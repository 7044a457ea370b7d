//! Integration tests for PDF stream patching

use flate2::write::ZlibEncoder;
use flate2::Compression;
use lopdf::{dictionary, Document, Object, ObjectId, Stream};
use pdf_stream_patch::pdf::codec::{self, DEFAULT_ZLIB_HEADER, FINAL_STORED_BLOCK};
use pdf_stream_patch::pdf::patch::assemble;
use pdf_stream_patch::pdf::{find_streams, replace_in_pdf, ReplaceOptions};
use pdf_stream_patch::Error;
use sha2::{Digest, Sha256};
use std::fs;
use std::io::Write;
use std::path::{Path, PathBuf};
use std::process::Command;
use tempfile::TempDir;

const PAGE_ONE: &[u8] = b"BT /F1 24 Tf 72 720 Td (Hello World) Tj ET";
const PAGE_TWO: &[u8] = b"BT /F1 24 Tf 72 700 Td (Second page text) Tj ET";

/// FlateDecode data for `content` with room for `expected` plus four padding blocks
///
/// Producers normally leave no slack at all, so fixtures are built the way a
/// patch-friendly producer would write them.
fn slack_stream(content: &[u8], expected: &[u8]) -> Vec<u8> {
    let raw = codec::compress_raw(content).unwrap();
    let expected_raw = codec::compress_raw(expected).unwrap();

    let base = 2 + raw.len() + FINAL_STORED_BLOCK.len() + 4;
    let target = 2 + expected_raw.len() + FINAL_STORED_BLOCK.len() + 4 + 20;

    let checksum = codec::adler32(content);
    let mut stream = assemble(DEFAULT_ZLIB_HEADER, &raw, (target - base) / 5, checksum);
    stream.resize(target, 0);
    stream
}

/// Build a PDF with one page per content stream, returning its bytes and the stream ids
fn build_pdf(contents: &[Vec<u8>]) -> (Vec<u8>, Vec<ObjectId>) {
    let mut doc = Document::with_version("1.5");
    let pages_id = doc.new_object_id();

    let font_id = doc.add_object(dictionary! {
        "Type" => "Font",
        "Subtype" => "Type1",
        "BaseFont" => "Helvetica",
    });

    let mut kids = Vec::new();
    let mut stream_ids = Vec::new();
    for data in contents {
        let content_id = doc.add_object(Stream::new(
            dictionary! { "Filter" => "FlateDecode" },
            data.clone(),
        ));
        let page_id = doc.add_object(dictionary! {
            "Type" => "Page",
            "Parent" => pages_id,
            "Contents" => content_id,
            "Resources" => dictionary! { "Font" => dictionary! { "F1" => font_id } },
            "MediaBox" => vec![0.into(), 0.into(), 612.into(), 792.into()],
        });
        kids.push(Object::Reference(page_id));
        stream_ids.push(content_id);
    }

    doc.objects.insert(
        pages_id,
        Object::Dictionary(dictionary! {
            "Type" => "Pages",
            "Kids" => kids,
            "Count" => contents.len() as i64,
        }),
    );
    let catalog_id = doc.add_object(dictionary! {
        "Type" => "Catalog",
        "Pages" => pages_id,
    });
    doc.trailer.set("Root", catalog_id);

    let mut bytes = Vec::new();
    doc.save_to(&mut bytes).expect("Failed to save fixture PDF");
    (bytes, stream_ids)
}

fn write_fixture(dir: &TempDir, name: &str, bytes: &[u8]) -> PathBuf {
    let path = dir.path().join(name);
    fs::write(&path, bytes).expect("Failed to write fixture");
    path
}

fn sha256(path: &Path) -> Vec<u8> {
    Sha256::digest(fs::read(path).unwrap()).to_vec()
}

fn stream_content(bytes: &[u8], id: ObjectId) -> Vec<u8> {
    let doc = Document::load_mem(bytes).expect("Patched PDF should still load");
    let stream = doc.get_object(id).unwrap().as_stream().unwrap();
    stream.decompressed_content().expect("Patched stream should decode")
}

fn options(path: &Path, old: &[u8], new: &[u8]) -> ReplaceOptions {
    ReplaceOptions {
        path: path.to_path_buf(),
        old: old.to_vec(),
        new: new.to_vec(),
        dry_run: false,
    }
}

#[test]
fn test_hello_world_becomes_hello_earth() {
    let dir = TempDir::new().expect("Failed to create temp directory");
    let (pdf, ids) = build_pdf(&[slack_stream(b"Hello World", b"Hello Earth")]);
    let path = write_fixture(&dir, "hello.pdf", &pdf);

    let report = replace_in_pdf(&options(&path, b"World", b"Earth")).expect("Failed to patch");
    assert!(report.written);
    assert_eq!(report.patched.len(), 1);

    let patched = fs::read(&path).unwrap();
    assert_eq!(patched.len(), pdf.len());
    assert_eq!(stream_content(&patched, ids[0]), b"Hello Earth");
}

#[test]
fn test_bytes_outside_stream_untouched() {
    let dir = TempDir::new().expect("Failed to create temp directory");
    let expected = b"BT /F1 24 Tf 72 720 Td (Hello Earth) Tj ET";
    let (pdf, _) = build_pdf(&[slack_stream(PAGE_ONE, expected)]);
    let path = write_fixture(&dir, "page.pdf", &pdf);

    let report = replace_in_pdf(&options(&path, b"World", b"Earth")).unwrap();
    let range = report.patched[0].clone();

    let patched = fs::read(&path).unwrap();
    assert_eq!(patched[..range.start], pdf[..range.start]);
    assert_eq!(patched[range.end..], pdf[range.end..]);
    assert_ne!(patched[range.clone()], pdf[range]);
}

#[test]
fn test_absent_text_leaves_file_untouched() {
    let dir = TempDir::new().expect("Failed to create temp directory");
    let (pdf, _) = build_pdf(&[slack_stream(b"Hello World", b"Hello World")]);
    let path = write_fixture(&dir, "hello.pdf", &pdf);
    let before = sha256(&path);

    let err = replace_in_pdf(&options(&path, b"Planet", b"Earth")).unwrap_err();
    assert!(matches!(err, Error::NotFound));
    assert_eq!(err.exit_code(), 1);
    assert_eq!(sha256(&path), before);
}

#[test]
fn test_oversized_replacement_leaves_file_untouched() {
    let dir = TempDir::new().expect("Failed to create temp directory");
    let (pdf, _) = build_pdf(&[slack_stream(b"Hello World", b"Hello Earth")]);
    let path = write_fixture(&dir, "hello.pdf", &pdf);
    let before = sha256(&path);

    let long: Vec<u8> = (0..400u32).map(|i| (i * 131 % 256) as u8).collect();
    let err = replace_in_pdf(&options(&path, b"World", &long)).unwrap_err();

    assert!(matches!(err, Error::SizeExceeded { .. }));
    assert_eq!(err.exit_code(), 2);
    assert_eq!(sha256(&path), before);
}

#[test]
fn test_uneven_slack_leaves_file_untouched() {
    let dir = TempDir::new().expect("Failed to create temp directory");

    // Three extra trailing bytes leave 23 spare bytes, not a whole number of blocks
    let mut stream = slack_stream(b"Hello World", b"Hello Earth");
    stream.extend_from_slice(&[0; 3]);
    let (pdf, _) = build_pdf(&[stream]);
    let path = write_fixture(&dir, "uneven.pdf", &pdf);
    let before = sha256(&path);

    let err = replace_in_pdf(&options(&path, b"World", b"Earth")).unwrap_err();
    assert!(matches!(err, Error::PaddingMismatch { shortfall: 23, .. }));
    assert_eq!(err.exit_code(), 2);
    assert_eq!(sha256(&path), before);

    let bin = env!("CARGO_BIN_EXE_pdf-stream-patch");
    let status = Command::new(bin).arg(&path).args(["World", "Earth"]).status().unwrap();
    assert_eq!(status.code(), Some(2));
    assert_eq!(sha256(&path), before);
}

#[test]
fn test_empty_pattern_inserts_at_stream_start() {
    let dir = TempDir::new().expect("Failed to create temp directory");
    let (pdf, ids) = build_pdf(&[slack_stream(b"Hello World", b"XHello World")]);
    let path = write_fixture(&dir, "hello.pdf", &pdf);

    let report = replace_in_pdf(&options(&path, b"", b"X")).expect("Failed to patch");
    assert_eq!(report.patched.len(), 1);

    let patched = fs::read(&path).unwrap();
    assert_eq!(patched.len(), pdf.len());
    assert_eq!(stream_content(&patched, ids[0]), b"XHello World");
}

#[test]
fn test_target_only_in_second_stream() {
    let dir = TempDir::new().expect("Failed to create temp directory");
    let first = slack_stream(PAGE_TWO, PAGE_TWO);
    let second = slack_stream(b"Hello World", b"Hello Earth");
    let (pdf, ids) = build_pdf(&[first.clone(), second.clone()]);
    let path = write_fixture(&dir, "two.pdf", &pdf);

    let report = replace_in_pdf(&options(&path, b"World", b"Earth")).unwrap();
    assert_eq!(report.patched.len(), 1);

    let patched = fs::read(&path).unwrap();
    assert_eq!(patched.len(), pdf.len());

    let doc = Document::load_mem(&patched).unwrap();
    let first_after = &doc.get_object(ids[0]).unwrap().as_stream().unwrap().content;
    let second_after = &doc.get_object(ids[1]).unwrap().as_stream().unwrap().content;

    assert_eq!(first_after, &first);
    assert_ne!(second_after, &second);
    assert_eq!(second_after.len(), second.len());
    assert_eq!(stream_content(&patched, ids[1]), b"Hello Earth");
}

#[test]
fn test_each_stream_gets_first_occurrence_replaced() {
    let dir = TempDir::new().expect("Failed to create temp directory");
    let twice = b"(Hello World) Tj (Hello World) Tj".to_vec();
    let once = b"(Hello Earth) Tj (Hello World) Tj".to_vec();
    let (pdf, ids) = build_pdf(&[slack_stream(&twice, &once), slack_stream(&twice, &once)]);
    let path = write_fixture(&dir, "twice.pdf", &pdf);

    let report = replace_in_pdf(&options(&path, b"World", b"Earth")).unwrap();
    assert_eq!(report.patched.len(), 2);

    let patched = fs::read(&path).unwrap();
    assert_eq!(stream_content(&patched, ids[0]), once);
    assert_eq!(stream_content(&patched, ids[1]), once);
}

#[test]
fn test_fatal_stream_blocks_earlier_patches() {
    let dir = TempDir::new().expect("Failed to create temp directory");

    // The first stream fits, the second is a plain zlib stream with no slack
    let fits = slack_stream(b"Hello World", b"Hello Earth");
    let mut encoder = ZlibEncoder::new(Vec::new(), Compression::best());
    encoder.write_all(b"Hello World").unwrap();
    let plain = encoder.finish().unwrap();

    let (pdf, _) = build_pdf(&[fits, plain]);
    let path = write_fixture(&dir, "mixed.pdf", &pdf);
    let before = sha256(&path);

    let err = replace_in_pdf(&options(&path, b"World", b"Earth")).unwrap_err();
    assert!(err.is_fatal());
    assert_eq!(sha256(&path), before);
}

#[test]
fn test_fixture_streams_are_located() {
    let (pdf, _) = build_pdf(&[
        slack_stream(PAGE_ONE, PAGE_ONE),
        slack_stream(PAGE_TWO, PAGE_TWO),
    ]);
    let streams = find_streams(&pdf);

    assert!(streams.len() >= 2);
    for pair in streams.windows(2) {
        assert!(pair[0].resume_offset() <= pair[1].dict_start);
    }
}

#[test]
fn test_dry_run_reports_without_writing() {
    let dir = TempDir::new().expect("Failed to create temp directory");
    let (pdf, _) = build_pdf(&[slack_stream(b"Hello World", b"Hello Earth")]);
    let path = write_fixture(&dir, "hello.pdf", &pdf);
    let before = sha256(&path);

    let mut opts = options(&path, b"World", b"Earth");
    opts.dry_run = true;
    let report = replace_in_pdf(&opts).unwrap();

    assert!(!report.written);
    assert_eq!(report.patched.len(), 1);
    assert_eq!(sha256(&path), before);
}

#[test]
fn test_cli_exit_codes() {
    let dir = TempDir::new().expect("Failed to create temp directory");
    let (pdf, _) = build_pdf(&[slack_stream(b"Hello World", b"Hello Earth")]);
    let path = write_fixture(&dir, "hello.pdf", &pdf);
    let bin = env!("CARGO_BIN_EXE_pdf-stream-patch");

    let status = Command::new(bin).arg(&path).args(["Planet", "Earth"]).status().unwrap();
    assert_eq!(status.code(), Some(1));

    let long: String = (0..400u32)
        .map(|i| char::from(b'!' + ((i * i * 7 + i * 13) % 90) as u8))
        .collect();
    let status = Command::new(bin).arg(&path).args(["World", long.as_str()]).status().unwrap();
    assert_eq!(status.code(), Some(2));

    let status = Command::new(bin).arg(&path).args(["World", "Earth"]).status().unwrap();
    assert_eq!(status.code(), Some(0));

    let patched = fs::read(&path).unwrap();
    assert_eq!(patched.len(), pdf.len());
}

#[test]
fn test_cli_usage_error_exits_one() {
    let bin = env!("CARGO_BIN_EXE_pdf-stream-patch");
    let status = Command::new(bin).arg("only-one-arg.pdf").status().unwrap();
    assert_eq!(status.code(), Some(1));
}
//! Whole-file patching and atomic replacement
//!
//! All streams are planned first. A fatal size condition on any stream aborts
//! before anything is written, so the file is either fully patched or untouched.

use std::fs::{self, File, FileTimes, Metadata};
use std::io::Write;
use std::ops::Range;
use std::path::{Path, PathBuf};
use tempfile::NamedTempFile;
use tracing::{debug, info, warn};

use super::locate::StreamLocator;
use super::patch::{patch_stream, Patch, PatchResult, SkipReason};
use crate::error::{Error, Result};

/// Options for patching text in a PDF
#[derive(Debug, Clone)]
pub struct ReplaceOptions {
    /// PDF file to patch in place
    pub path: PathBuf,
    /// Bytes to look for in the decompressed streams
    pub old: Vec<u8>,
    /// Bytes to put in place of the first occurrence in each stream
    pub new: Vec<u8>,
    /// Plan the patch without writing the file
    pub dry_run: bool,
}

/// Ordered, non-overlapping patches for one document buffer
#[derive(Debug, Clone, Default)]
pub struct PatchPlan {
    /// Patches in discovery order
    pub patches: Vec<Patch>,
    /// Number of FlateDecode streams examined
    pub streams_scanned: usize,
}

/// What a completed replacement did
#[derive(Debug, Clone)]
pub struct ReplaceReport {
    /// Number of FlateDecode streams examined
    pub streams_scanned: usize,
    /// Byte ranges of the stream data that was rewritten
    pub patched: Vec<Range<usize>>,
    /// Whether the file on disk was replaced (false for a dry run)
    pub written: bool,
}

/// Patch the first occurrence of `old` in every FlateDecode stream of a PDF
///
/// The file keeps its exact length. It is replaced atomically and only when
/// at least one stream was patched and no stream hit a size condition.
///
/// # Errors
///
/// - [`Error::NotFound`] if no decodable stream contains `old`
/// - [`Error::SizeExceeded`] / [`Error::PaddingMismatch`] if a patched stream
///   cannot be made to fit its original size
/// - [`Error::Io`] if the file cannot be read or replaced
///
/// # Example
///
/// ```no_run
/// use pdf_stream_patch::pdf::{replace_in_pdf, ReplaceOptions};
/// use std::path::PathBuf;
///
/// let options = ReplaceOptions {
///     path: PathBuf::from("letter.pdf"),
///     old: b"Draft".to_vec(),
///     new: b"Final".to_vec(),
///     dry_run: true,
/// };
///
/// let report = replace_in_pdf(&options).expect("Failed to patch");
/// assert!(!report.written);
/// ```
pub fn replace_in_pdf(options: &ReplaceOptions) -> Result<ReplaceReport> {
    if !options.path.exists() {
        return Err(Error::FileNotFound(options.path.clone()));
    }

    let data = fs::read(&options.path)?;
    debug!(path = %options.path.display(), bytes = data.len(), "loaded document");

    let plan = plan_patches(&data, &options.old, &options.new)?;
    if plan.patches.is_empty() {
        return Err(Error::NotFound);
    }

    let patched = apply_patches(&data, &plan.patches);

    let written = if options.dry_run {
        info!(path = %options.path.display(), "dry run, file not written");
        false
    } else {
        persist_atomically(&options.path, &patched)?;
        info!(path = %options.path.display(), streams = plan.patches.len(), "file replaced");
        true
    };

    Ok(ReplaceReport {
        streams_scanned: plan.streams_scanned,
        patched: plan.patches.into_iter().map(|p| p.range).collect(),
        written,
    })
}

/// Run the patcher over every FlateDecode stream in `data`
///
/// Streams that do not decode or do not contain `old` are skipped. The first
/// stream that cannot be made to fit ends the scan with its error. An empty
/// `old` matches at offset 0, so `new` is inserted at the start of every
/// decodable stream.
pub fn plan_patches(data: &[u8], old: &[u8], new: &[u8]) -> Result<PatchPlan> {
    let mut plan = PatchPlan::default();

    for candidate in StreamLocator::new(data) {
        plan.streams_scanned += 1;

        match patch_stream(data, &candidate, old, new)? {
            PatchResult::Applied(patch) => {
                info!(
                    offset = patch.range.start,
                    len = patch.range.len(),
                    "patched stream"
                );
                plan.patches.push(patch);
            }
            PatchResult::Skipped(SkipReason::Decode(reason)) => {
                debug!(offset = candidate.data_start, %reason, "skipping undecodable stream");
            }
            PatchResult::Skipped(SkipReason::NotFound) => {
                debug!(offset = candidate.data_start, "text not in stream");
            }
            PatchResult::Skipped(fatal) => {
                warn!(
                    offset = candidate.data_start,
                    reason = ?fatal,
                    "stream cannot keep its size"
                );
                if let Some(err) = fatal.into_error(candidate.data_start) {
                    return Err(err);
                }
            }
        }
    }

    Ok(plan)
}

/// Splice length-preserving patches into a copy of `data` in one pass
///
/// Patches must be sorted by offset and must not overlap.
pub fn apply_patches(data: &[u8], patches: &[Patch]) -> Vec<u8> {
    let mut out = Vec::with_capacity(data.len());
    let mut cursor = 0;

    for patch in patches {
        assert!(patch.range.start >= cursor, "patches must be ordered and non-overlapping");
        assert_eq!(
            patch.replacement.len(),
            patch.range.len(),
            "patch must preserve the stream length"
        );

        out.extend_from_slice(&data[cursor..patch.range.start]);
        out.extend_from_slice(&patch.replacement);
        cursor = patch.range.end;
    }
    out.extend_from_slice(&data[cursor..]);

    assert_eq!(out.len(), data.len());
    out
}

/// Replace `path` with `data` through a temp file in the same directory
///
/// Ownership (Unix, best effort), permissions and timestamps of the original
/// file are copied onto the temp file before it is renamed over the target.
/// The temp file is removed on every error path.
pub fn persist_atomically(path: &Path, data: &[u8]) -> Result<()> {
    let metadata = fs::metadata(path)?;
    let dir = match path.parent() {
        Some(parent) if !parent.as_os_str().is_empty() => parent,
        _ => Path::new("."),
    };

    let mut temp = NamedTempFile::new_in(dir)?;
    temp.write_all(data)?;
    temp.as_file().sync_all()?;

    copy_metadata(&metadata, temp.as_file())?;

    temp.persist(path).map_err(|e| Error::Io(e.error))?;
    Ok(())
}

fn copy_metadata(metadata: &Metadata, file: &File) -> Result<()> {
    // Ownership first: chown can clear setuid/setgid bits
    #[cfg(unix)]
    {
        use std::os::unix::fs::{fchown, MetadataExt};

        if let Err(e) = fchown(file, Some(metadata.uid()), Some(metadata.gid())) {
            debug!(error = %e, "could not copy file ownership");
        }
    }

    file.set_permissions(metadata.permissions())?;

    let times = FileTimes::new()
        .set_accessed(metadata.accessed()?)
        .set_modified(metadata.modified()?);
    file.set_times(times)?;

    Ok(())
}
#####
→ Task objective: Set down, exactly as they appear, the lines above from the first one to the line that holds "const PAGE_ONE: &[u8]", both included, please, and no others.

→ Result for this task:
repository 7044a457ea370b7d
//! Integration tests for PDF stream patching

use flate2::write::ZlibEncoder;
use flate2::Compression;
use lopdf::{dictionary, Document, Object, ObjectId, Stream};
use pdf_stream_patch::pdf::codec::{self, DEFAULT_ZLIB_HEADER, FINAL_STORED_BLOCK};
use pdf_stream_patch::pdf::patch::assemble;
use pdf_stream_patch::pdf::{find_streams, replace_in_pdf, ReplaceOptions};
use pdf_stream_patch::Error;
use sha2::{Digest, Sha256};
use std::fs;
use std::io::Write;
use std::path::{Path, PathBuf};
use std::process::Command;
use tempfile::TempDir;

const PAGE_ONE: &[u8] = b"BT /F1 24 Tf 72 720 Td (Hello World) Tj ET";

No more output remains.